BEGIN Data for this exercise

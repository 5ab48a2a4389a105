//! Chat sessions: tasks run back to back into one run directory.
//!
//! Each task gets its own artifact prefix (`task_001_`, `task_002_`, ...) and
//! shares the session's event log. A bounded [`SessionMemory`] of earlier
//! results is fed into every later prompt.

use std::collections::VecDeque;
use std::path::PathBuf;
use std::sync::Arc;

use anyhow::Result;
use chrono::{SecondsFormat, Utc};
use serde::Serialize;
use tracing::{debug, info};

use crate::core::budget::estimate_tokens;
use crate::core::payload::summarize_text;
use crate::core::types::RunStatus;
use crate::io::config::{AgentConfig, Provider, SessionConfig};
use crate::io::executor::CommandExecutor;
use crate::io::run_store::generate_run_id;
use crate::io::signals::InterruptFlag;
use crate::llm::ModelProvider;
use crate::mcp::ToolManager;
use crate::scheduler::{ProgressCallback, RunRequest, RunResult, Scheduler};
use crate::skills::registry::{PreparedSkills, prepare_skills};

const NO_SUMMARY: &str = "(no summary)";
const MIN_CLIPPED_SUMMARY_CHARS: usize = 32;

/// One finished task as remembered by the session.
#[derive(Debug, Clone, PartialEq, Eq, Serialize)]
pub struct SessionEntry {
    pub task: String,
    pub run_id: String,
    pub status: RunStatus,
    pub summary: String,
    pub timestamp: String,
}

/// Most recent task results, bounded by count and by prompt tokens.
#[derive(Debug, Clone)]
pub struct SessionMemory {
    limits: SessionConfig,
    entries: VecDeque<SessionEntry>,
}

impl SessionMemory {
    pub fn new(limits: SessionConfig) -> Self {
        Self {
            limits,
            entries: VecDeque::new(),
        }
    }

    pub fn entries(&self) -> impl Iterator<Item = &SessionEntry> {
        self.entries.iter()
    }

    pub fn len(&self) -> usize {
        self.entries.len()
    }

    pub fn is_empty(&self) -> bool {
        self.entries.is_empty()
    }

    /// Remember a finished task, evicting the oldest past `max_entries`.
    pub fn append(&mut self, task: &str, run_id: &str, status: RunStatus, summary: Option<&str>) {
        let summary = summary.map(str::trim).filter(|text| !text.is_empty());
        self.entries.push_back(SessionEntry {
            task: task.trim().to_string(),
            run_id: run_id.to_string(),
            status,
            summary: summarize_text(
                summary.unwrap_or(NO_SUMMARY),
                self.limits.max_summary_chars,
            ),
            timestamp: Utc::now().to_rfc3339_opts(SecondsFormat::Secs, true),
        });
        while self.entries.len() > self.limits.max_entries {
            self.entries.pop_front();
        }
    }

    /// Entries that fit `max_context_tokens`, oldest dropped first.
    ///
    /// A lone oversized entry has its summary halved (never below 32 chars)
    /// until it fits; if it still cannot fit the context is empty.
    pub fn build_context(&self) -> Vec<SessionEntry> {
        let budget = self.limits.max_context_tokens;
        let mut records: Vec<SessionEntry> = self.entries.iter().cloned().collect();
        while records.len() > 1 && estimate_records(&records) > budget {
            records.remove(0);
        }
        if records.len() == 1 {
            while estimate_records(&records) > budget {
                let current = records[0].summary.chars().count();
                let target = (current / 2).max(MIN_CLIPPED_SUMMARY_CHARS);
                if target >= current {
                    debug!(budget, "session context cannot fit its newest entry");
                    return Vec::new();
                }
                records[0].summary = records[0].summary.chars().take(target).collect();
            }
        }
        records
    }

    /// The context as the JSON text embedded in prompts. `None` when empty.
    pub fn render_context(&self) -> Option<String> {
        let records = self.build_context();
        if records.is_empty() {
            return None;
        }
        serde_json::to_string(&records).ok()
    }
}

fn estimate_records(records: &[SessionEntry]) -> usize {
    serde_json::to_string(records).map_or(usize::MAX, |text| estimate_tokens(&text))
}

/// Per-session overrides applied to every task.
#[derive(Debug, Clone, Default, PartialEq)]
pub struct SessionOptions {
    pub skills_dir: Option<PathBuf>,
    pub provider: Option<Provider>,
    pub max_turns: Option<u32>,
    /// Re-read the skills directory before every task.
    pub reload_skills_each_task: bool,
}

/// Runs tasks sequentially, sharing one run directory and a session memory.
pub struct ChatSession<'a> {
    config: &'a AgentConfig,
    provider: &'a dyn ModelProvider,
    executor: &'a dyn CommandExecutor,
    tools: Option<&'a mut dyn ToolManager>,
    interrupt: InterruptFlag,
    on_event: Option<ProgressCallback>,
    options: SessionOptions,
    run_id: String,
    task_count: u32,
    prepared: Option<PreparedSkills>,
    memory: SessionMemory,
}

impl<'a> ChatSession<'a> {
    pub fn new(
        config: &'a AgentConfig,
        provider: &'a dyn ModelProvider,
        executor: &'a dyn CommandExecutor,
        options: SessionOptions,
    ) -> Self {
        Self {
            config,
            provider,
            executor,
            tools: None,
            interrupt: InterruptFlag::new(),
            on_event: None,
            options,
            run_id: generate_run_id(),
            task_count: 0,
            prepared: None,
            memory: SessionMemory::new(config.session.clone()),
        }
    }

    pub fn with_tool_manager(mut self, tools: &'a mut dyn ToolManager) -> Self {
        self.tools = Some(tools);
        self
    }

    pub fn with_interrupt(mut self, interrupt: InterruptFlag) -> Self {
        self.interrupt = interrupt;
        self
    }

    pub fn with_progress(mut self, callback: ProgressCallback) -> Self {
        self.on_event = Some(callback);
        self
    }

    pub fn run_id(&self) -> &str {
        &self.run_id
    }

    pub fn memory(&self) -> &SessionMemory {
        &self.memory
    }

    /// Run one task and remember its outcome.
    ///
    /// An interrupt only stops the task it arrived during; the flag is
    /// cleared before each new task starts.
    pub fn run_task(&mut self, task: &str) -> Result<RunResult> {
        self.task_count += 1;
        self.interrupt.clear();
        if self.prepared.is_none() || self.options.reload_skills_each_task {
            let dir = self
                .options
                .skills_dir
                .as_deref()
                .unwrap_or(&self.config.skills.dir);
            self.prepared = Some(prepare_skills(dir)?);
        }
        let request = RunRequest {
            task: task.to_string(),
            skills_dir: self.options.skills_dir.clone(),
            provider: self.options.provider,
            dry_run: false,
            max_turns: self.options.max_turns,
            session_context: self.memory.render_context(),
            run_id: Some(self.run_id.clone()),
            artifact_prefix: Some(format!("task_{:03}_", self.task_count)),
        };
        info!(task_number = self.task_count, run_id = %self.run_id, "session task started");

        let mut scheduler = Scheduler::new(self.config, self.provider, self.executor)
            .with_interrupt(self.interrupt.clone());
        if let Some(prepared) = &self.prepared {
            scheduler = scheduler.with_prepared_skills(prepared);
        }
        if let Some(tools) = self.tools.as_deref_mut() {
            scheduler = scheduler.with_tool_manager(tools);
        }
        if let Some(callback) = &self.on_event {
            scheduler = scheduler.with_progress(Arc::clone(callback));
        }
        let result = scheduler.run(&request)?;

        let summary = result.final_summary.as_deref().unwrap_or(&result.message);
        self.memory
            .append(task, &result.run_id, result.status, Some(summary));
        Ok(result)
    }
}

END Data for this exercise

> What the task asks
Give again each line shown above, keeping every word as it is.

> Expected output
repository 5ab48a2a4389a105
//! Chat sessions: tasks run back to back into one run directory.
//!
//! Each task gets its own artifact prefix (`task_001_`, `task_002_`, ...) and
//! shares the session's event log. A bounded [`SessionMemory`] of earlier
//! results is fed into every later prompt.

use std::collections::VecDeque;
use std::path::PathBuf;
use std::sync::Arc;

use anyhow::Result;
use chrono::{SecondsFormat, Utc};
use serde::Serialize;
use tracing::{debug, info};

use crate::core::budget::estimate_tokens;
use crate::core::payload::summarize_text;
use crate::core::types::RunStatus;
use crate::io::config::{AgentConfig, Provider, SessionConfig};
use crate::io::executor::CommandExecutor;
use crate::io::run_store::generate_run_id;
use crate::io::signals::InterruptFlag;
use crate::llm::ModelProvider;
use crate::mcp::ToolManager;
use crate::scheduler::{ProgressCallback, RunRequest, RunResult, Scheduler};
use crate::skills::registry::{PreparedSkills, prepare_skills};

const NO_SUMMARY: &str = "(no summary)";
const MIN_CLIPPED_SUMMARY_CHARS: usize = 32;

/// One finished task as remembered by the session.
#[derive(Debug, Clone, PartialEq, Eq, Serialize)]
pub struct SessionEntry {
    pub task: String,
    pub run_id: String,
    pub status: RunStatus,
    pub summary: String,
    pub timestamp: String,
}

/// Most recent task results, bounded by count and by prompt tokens.
#[derive(Debug, Clone)]
pub struct SessionMemory {
    limits: SessionConfig,
    entries: VecDeque<SessionEntry>,
}

impl SessionMemory {
    pub fn new(limits: SessionConfig) -> Self {
        Self {
            limits,
            entries: VecDeque::new(),
        }
    }

    pub fn entries(&self) -> impl Iterator<Item = &SessionEntry> {
        self.entries.iter()
    }

    pub fn len(&self) -> usize {
        self.entries.len()
    }

    pub fn is_empty(&self) -> bool {
        self.entries.is_empty()
    }

    /// Remember a finished task, evicting the oldest past `max_entries`.
    pub fn append(&mut self, task: &str, run_id: &str, status: RunStatus, summary: Option<&str>) {
        let summary = summary.map(str::trim).filter(|text| !text.is_empty());
        self.entries.push_back(SessionEntry {
            task: task.trim().to_string(),
            run_id: run_id.to_string(),
            status,
            summary: summarize_text(
                summary.unwrap_or(NO_SUMMARY),
                self.limits.max_summary_chars,
            ),
            timestamp: Utc::now().to_rfc3339_opts(SecondsFormat::Secs, true),
        });
        while self.entries.len() > self.limits.max_entries {
            self.entries.pop_front();
        }
    }

    /// Entries that fit `max_context_tokens`, oldest dropped first.
    ///
    /// A lone oversized entry has its summary halved (never below 32 chars)
    /// until it fits; if it still cannot fit the context is empty.
    pub fn build_context(&self) -> Vec<SessionEntry> {
        let budget = self.limits.max_context_tokens;
        let mut records: Vec<SessionEntry> = self.entries.iter().cloned().collect();
        while records.len() > 1 && estimate_records(&records) > budget {
            records.remove(0);
        }
        if records.len() == 1 {
            while estimate_records(&records) > budget {
                let current = records[0].summary.chars().count();
                let target = (current / 2).max(MIN_CLIPPED_SUMMARY_CHARS);
                if target >= current {
                    debug!(budget, "session context cannot fit its newest entry");
                    return Vec::new();
                }
                records[0].summary = records[0].summary.chars().take(target).collect();
            }
        }
        records
    }

    /// The context as the JSON text embedded in prompts. `None` when empty.
    pub fn render_context(&self) -> Option<String> {
        let records = self.build_context();
        if records.is_empty() {
            return None;
        }
        serde_json::to_string(&records).ok()
    }
}

fn estimate_records(records: &[SessionEntry]) -> usize {
    serde_json::to_string(records).map_or(usize::MAX, |text| estimate_tokens(&text))
}

/// Per-session overrides applied to every task.
#[derive(Debug, Clone, Default, PartialEq)]
pub struct SessionOptions {
    pub skills_dir: Option<PathBuf>,
    pub provider: Option<Provider>,
    pub max_turns: Option<u32>,
    /// Re-read the skills directory before every task.
    pub reload_skills_each_task: bool,
}

/// Runs tasks sequentially, sharing one run directory and a session memory.
pub struct ChatSession<'a> {
    config: &'a AgentConfig,
    provider: &'a dyn ModelProvider,
    executor: &'a dyn CommandExecutor,
    tools: Option<&'a mut dyn ToolManager>,
    interrupt: InterruptFlag,
    on_event: Option<ProgressCallback>,
    options: SessionOptions,
    run_id: String,
    task_count: u32,
    prepared: Option<PreparedSkills>,
    memory: SessionMemory,
}

impl<'a> ChatSession<'a> {
    pub fn new(
        config: &'a AgentConfig,
        provider: &'a dyn ModelProvider,
        executor: &'a dyn CommandExecutor,
        options: SessionOptions,
    ) -> Self {
        Self {
            config,
            provider,
            executor,
            tools: None,
            interrupt: InterruptFlag::new(),
            on_event: None,
            options,
            run_id: generate_run_id(),
            task_count: 0,
            prepared: None,
            memory: SessionMemory::new(config.session.clone()),
        }
    }

    pub fn with_tool_manager(mut self, tools: &'a mut dyn ToolManager) -> Self {
        self.tools = Some(tools);
        self
    }

    pub fn with_interrupt(mut self, interrupt: InterruptFlag) -> Self {
        self.interrupt = interrupt;
        self
    }

    pub fn with_progress(mut self, callback: ProgressCallback) -> Self {
        self.on_event = Some(callback);
        self
    }

    pub fn run_id(&self) -> &str {
        &self.run_id
    }

    pub fn memory(&self) -> &SessionMemory {
        &self.memory
    }

    /// Run one task and remember its outcome.
    ///
    /// An interrupt only stops the task it arrived during; the flag is
    /// cleared before each new task starts.
    pub fn run_task(&mut self, task: &str) -> Result<RunResult> {
        self.task_count += 1;
        self.interrupt.clear();
        if self.prepared.is_none() || self.options.reload_skills_each_task {
            let dir = self
                .options
                .skills_dir
                .as_deref()
                .unwrap_or(&self.config.skills.dir);
            self.prepared = Some(prepare_skills(dir)?);
        }
        let request = RunRequest {
            task: task.to_string(),
            skills_dir: self.options.skills_dir.clone(),
            provider: self.options.provider,
            dry_run: false,
            max_turns: self.options.max_turns,
            session_context: self.memory.render_context(),
            run_id: Some(self.run_id.clone()),
            artifact_prefix: Some(format!("task_{:03}_", self.task_count)),
        };
        info!(task_number = self.task_count, run_id = %self.run_id, "session task started");

        let mut scheduler = Scheduler::new(self.config, self.provider, self.executor)
            .with_interrupt(self.interrupt.clone());
        if let Some(prepared) = &self.prepared {
            scheduler = scheduler.with_prepared_skills(prepared);
        }
        if let Some(tools) = self.tools.as_deref_mut() {
            scheduler = scheduler.with_tool_manager(tools);
        }
        if let Some(callback) = &self.on_event {
            scheduler = scheduler.with_progress(Arc::clone(callback));
        }
        let result = scheduler.run(&request)?;

        let summary = result.final_summary.as_deref().unwrap_or(&result.message);
        self.memory
            .append(task, &result.run_id, result.status, Some(summary));
        Ok(result)
    }
}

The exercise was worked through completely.